陳錯的修行時間雖然不長,但經歷卻著實豐富,不僅見過諸多修行之道,甚至還看到過七棵道樹,隱約已經觸摸到了世間脈絡。
比起其他諸多修行道路,這陰司所代表的生死道,卻一直顯得撲朔迷離。
不過,陳錯出身王朝宗室,多多少少都接觸過陰司律令,這心里早就存著許多猜測,這會都涌上心頭。
想著想著,他察覺到這化身之內,又有紫氣顯現,但一跳一跳的,隱隱生出一股脈絡,竟和那副畫卷上的氤氳之氣呼應。
于是,陳錯凝神看了過去。
“你還有什么話說?”牛頭將畫卷鋪開之后,目光炯炯的盯著陳錯,“鐵證如山,你可還要狡辯?”
霎時間,充斥周圍的壓力,居然又增大了幾分!
張競北與狼豪,這時已是與周圍那些尋常之人一樣,也是難以動彈,甚至連轉頭都已經做不到了,但五感尚在,聽到此處,心中駭然!
“竟真是陰司使者!”
這陰司的名號,在修行界中近乎無人不知,但真正接觸到的卻不多,但正因如此,才顯得神秘,如今見著有陰司之人現身,矛頭直指陳錯,都不由擔心起來。
不僅如此,隨著他們的身軀逐漸凝固,竟也漸漸被黑白兩色侵蝕,整個人的輪廓變得單調起來,甚至還有一股無形之力正朝二人體內滲透,要攝一絲念頭過去,卻被二人運念抵擋著。
一時之間,這大堂中,只有少數的色彩還維持著獨立,不被黑白淹沒。
陳錯正是其中之一。
他卻不慌不忙,道:“若只擒拿齊國兩人,無需兩位親自過來吧?”
牛頭一怔,旋即就道:“你以為這是小事?你乃陳國宗室,擒了齊國之人,還要來這淮南……”
陳錯聽到一半,便搖頭失笑,一臉遺憾的道:“真個讓人失望啊。”
牛頭又是一怔,皺眉問道:“失望什么?”
“失望陰司好大名頭,先前在我心頭,一直神秘莫測,無處不在,偏又無跡可尋,可惜一見了面,才知道你們陰司之人,也不過就是欺軟怕硬!”
馬面冷冷說道:“陰司行事,自有律令,你這話是何意?”
“先前那北方鎮運大陣,鎮壓北地漢運,牽連無窮殘魂,使之難入幽冥,甚至困于其中不得超生,怎不見陰司使者出面?現在我抓了兩個齊國貴族,反而找上門來了!”
“哦?還有這等事?”
樓梯上,那青衣男子聞言詫異,揚了揚眉毛,道:“這陰司自來神秘,但若如此人所言,還真有幾分欺軟怕硬。

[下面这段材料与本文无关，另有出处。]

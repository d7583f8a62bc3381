//! `/test-ai` connectivity check tests.

mod common;

use axum::http::StatusCode;
use common::{app_with, get, send};
use relay_service::services::prompt::DIAGNOSTIC_PROMPT;
use relay_service::services::providers::mock::MockTextProvider;
use relay_service::services::providers::ProviderError;
use std::sync::Arc;

#[tokio::test]
async fn reports_success_with_truncated_sample() {
    let reply = "a".repeat(250);
    let provider = Arc::new(MockTextProvider::replying(reply));
    let app = app_with(provider.clone());

    let (status, body) = send(app, get("/test-ai")).await;

    assert_eq!(status, StatusCode::OK);
    assert_eq!(body["success"], true);
    assert_eq!(body["message"], "Gemini API connection successful");
    assert_eq!(body["sample_response"], format!("{}...", "a".repeat(100)));
    assert_eq!(provider.last_prompt().as_deref(), Some(DIAGNOSTIC_PROMPT));
}

#[tokio::test]
async fn sample_is_not_formatted() {
    let app = app_with(Arc::new(MockTextProvider::replying("# Sure!")));

    let (_, body) = send(app, get("/test-ai")).await;

    assert_eq!(body["sample_response"], "# Sure!...");
}

#[tokio::test]
async fn reports_failure_with_raw_error() {
    let error =
        ProviderError::ApiError("Gemini API error 503 Service Unavailable: overloaded".to_string());
    let app = app_with(Arc::new(MockTextProvider::failing(error.clone())));

    let (status, body) = send(app, get("/test-ai")).await;

    assert_eq!(status, StatusCode::INTERNAL_SERVER_ERROR);
    assert_eq!(body["success"], false);
    assert_eq!(body["message"], "Gemini API connection failed");
    assert_eq!(body["error"], error.to_string());
    assert!(body.get("sample_response").is_none());
}
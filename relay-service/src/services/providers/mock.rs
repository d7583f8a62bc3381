//! Mock provider implementation for testing and local runs.

use super::{FinishReason, ProviderError, ProviderResponse, TextProvider};
use async_trait::async_trait;
use std::sync::atomic::{AtomicUsize, Ordering};
use std::sync::Mutex;

enum Outcome {
    Reply(String),
    Fail(ProviderError),
    Panic(String),
}

/// Mock text provider with a scripted outcome.
pub struct MockTextProvider {
    outcome: Outcome,
    calls: AtomicUsize,
    last_prompt: Mutex<Option<String>>,
}

impl MockTextProvider {
    /// Always answer with `text`.
    pub fn replying(text: impl Into<String>) -> Self {
        Self::with_outcome(Outcome::Reply(text.into()))
    }

    /// Always fail with `error`.
    pub fn failing(error: ProviderError) -> Self {
        Self::with_outcome(Outcome::Fail(error))
    }

    /// Panic inside `generate`, as a buggy client library would.
    pub fn panicking(message: impl Into<String>) -> Self {
        Self::with_outcome(Outcome::Panic(message.into()))
    }

    fn with_outcome(outcome: Outcome) -> Self {
        Self {
            outcome,
            calls: AtomicUsize::new(0),
            last_prompt: Mutex::new(None),
        }
    }

    /// Number of `generate` calls so far.
    pub fn calls(&self) -> usize {
        self.calls.load(Ordering::SeqCst)
    }

    /// Prompt passed to the most recent `generate` call.
    pub fn last_prompt(&self) -> Option<String> {
        self.last_prompt
            .lock()
            .map(|guard| guard.clone())
            .unwrap_or_default()
    }
}

impl Default for MockTextProvider {
    fn default() -> Self {
        Self::replying("# Mock lesson\n\n* This reply comes from the mock provider.")
    }
}

#[async_trait]
impl TextProvider for MockTextProvider {
    async fn generate(&self, prompt: &str) -> Result<ProviderResponse, ProviderError> {
        self.calls.fetch_add(1, Ordering::SeqCst);
        if let Ok(mut guard) = self.last_prompt.lock() {
            *guard = Some(prompt.to_string());
        }

        let text = match &self.outcome {
            Outcome::Reply(text) => text.clone(),
            Outcome::Fail(error) => return Err(error.clone()),
            Outcome::Panic(message) => panic!("{}", message),
        };

        Ok(ProviderResponse {
            input_tokens: prompt.len() as i32 / 4,
            output_tokens: text.len() as i32 / 4,
            text,
            finish_reason: FinishReason::Complete,
        })
    }

    fn name(&self) -> &'static str {
        "mock"
    }

    fn model(&self) -> &str {
        "mock-model"
    }
}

”
他這一開口,似乎才引得牛頭馬面注意,朝他看了過去。
這滿屋子的人都被重壓凝固,陷于黑白兩色,連張競北和狼豪也不例外,但這青衣男子依舊是例外。
“東海龍族?”
一眼過后,牛頭眉頭皺起。
那男子笑道:“兩位無需這般,我不過恰逢其會。”
馬面卻道:“陰司行懲戒,無關之人該退避!”隨即又對牛頭道,“說這么多做什么?把人擒了,削去壽元、陰德,再說其他!”說著,他從懷中取出一支判官筆與手札,瞬間展開!
四周,黑白色調驟然震顫,旋即一道道黑線從虛空中蔓延出來,直接朝著陳錯籠罩過去!
陳錯手捏印訣,身上佛光大盛,陣陣佛音縈繞。
但那黑線竟半點都不受影響,直接落在陳錯身上,層層纏繞,轉眼就將他給捆了個嚴嚴實實。
“這兩人的修為境界……”只是受了這一下,陳錯便心有所感,“莫非還在長生之上?”
他心里想著,嘴上卻道:“怎么?被說到了痛處,所以直接動手了?以你等的本事,既能將我鎮住,又何必坐視北地殘魂化作無根浮萍,被封鎮于大陣之中?”
馬面卻不理會,判官筆一甩,直接落在那手札上,筆走龍蛇!
轟隆!
虛空雷霆落下。
這客棧震顫著,樓外竟生出陣陣虛空裂縫,像是和人世間分離開來一般!
那原本近乎凝固的張競北、狼豪,乃至已然沉寂的虬須大漢、英俊小生、威嚴老者等人,都好像是在這一聲雷霆中被驚醒。
一個個無論原本是何等動作,在這一刻竟都是渾身一顫,宛如大夢初醒,睜大了眼睛。
隨即,一個聲音縹緲而至,落到了眾人耳中!
“陳氏子,陳方慶,出于陳國宗室,享南國氣運,本應與國同休共戚,國滅而身死,但得太華山看重,得入仙家,從此跳出血脈藩籬,本該不再沾染王朝氣運,奈何其人貪心不足,竟欲以神通而涉凡俗,以玄法而亂氣運,因此得罪,當削去五十年道行!以警世人!”
滿屋之人皆聞此言,隨后個個震驚,心頭被一股肅穆之意充斥著,冥冥之中,他們仿佛看到了一座高聳入云的龐大宮殿,佇立在只有黑白兩色的單調世界中。
一道威嚴的、偉大的身影端坐其中,緩緩睜開了眼睛!
頓時,人人五感震顫,連那青衣男子的身子都晃了晃,面露驚容。
“酆都?”
另一邊,陳錯則驚訝的發現,那纏繞自身的一條條黑線,居然朝著金蓮化身的深處滲透,但慢慢的由實化虛,由一個有著實體的絲線,脫離了原本形態的局限,朝著一種認知改變轉變。
聯系!
這絲線竟是超脫了局限,不再糾纏于這具化身,而是借助化身和本體的聯系,直接朝著陳錯的本體蔓延!
頓時,正領著一群造化修士前行的“聶崢嶸”微微頓足。
“這敢情好。”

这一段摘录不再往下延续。